Nuward a pour ambition de devenir leader européen des SMR
Détenue à 100% par EDF, la nouvelle filiale, qui veut « devenir le leader européen en matière de SMR », prévoit de recruter 150 salariés d'ici 2024. Le premier béton est attendu pour 2030 afin d'avoir une première tête de série opérationnelle cinq ans plus tard. Et ce, « dans le respect du processus d'attribution de licences nucléaires en vigueur en France, le dossier d'options de sûreté (DOS) sera soumis à l'Autorité de sûreté nucléaire française (ASN) en juillet 2023 », précise EDF.
Basé sur une technologie à eau pressurisée (comme les actuels réacteurs français et les futurs EPR), le futur SMR ne fera ainsi que 170 mégawatts (MW) de puissance, soit environ un neuvième de celle d'un EPR. Les réacteurs seront utilisés systématiquement par paire pour former une mini centrale de 340 MW. L'emplacement de la centrale de référence n'étant pas encore choisi, Nuward participera à l'évaluation et à la sélection des sites potentiels.
Au total, plus de 600 ingénieurs et experts devraient contribuer au développement du nouveau SMR, y compris au sein du groupe EDF et chez ses partenaires, comme le CEA, TechnicAtome, Naval Group mais aussi Framatome et Tractebel.
Selon Xavier Ursat, directeur exécutif du Groupe EDF chargé de la direction Ingénierie et Projets Nouveau Nucléaire cité dans le communiqué, « Nuward a été créée pour servir notre ambition de développer rapidement cette technologie » et « sera en mesure de développer un produit prêt à temps pour son lancement sur le marché ».
En France, le gouvernement pousse le développement de ces petits réacteurs en parallèle de la construction de six réacteurs de type EPR2, d'une puissance de 1.600 MW dans le cadre de la relance de l'atome civil.
La Chine et les Etats-Unis en avance sur les SMR
Si EDF met les bouchées doubles et annonce aujourd'hui la création de sa filiale, c'est bien pour rester dans la course face aux autres projets à l'international. Quelque 70 à 80 projets de réacteurs SMR et AMR (Advanced Modular Reactor) coexistent déjà, notamment aux Etats-Unis, au Canada et en Russie.
Fin 2021, la Chine est parvenue à connecter au réseau le démonstrateur d'une mini-centrale de 210 MW, composée de deux réacteurs de quatrième génération. Une première mondiale. De son côté, l'américain Nuscale a aussi une longueur d'avance sur le projet tricolore.
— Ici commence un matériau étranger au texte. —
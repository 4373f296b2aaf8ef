/// Batch prediction over forecast series.
///
/// A batch is normalized point by point (malformed points are logged and
/// dropped), given rolling means over the surviving series, then predicted
/// on a small pool of scoped threads. Output order always matches input
/// order, and each entry remembers the index of the payload it came from.
/// Points whose prediction worker panicked are dropped like malformed ones.

use chrono::{DateTime, Utc};
use serde::Serialize;
use serde_json::Value;
use std::sync::Arc;

use crate::analysis::features::{apply_rolling_means, normalize_as};
use crate::inference::hybrid::HybridPredictor;
use crate::logging::{self, LogSource};
use crate::model::{
    CanonicalFeatureRecord, HazardError, HazardPrediction, HazardType, RiskLevel, SourceKind,
};

pub const DEFAULT_WORKER_THREADS: usize = 4;

// ---------------------------------------------------------------------------
// Types
// ---------------------------------------------------------------------------

#[derive(Debug, Clone, PartialEq, Serialize)]
pub struct BatchEntry {
    /// Position of the source payload in the input slice.
    pub index: usize,
    pub record: CanonicalFeatureRecord,
    pub prediction: HazardPrediction,
}

#[derive(Debug, Clone, PartialEq, Serialize)]
pub struct TimelineEntry {
    pub timestamp: DateTime<Utc>,
    pub hazard_type: HazardType,
    pub risk_level: RiskLevel,
    pub probability: f64,
}

#[derive(Debug, Clone, PartialEq, Serialize)]
pub struct ForecastSummary {
    pub total_records: usize,
    pub hazard_events_count: usize,
    /// Distinct categories in first-seen order, never `None`.
    pub hazard_types: Vec<HazardType>,
    pub high_risk_count: usize,
    pub next_hazard: Option<TimelineEntry>,
    pub timeline: Vec<TimelineEntry>,
}

// ---------------------------------------------------------------------------
// Forecaster
// ---------------------------------------------------------------------------

pub struct BatchForecaster {
    predictor: Arc<HybridPredictor>,
    worker_threads: usize,
}

impl BatchForecaster {
    pub fn new(predictor: Arc<HybridPredictor>, worker_threads: usize) -> Self {
        BatchForecaster {
            predictor,
            worker_threads: worker_threads.max(1),
        }
    }

    pub fn predictor(&self) -> &HybridPredictor {
        &self.predictor
    }

    /// Predicts every payload. An unknown source fails the whole call;
    /// individual malformed payloads are skipped.
    pub fn predict_batch(&self, payloads: &[Value], source: &str) -> Result<Vec<BatchEntry>, HazardError> {
        let kind = SourceKind::parse(source)?;
        Ok(self.predict_batch_as(kind, payloads, Utc::now()))
    }

    /// Like `predict_batch` for a known source; `now` stamps points that
    /// carry no timestamp.
    pub fn predict_batch_as(&self, kind: SourceKind, payloads: &[Value], now: DateTime<Utc>) -> Vec<BatchEntry> {
        let mut indices = Vec::with_capacity(payloads.len());
        let mut records = Vec::with_capacity(payloads.len());

        for (index, payload) in payloads.iter().enumerate() {
            match normalize_as(kind, payload, now) {
                Ok(record) => {
                    indices.push(index);
                    records.push(record);
                }
                Err(e) => logging::warn(
                    LogSource::Forecast,
                    Some(kind.as_str()),
                    &format!("Skipping point {}: {}", index, e),
                ),
            }
        }

        apply_rolling_means(&mut records);
        let predictions = self.predict_records(&records);

        indices
            .into_iter()
            .zip(records)
            .zip(predictions)
            .filter_map(|((index, record), prediction)| {
                prediction.map(|prediction| BatchEntry { index, record, prediction })
            })
            .collect()
    }

    /// Predicts records in parallel. The result is aligned with `records`;
    /// `None` marks a record whose worker panicked.
    pub fn predict_records(&self, records: &[CanonicalFeatureRecord]) -> Vec<Option<HazardPrediction>> {
        if records.is_empty() {
            return Vec::new();
        }
        let predictor = self.predictor.as_ref();
        let chunk_size = records.len().div_ceil(self.worker_threads);

        std::thread::scope(|scope| {
            let handles: Vec<_> = records
                .chunks(chunk_size)
                .map(|chunk| {
                    let handle = scope.spawn(move || {
                        chunk.iter().map(|r| predictor.predict(r)).collect::<Vec<_>>()
                    });
                    (chunk, handle)
                })
                .collect();

            let mut out = Vec::with_capacity(records.len());
            for (chunk, handle) in handles {
                match handle.join() {
                    Ok(predictions) => out.extend(predictions.into_iter().map(Some)),
                    Err(_) => {
                        logging::error(
                            LogSource::Forecast,
                            None,
                            &format!("Prediction worker panicked, skipping {} point(s)", chunk.len()),
                        );
                        out.extend(chunk.iter().map(|_| None));
                    }
                }
            }
            out
        })
    }
}

// ---------------------------------------------------------------------------
// Summary
// ---------------------------------------------------------------------------

pub fn summarize(entries: &[BatchEntry]) -> ForecastSummary {
    let timeline: Vec<TimelineEntry> = entries
        .iter()
        .filter(|e| e.prediction.event)
        .map(|e| TimelineEntry {
            timestamp: e.prediction.timestamp,
            hazard_type: e.prediction.hazard_type,
            risk_level: e.prediction.risk_level,
            probability: e.prediction.probability,
        })
        .collect();

    let mut hazard_types = Vec::new();
    for entry in &timeline {
        if !entry.hazard_type.is_none() && !hazard_types.contains(&entry.hazard_type) {
            hazard_types.push(entry.hazard_type);
        }
    }

    let high_risk_count = timeline
        .iter()
        .filter(|t| t.risk_level >= RiskLevel::High)
        .count();
    let next_hazard = timeline.iter().min_by_key(|t| t.timestamp).cloned();

    ForecastSummary {
        total_records: entries.len(),
        hazard_events_count: timeline.len(),
        hazard_types,
        high_risk_count,
        next_hazard,
        timeline,
    }
}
Le 21 février dernier, le design de son réacteur de 50 MW a été approuvé formellement par le gendarme nucléaire américain tandis que l'entreprise mène déjà des discussions avec la Pologne et la Roumanie.
De son côté, EDF prévoit de soumettre son dossier d'option de sûreté en juillet. Il faut ensuite compter entre 12 à 18 mois d'instruction, puis encore plusieurs mois d'échanges pour ajuster le design aux remarques du gendarme du nucléaire. La course est donc loin d'être gagnée pour l'énergéticien français.
En parallèle, plusieurs startups sont nées ou se sont installées dans l'Hexagone pour développer des petits réacteurs afin de décarboner certains process industriels. C'est le cas notamment des françaises Jimmy, Naarea, mais aussi de la startup Neext, qui s'est associée à l'américain Westinghouse, tout comme les deux jeunes pousses issues du CEA Hexana et Stellaria.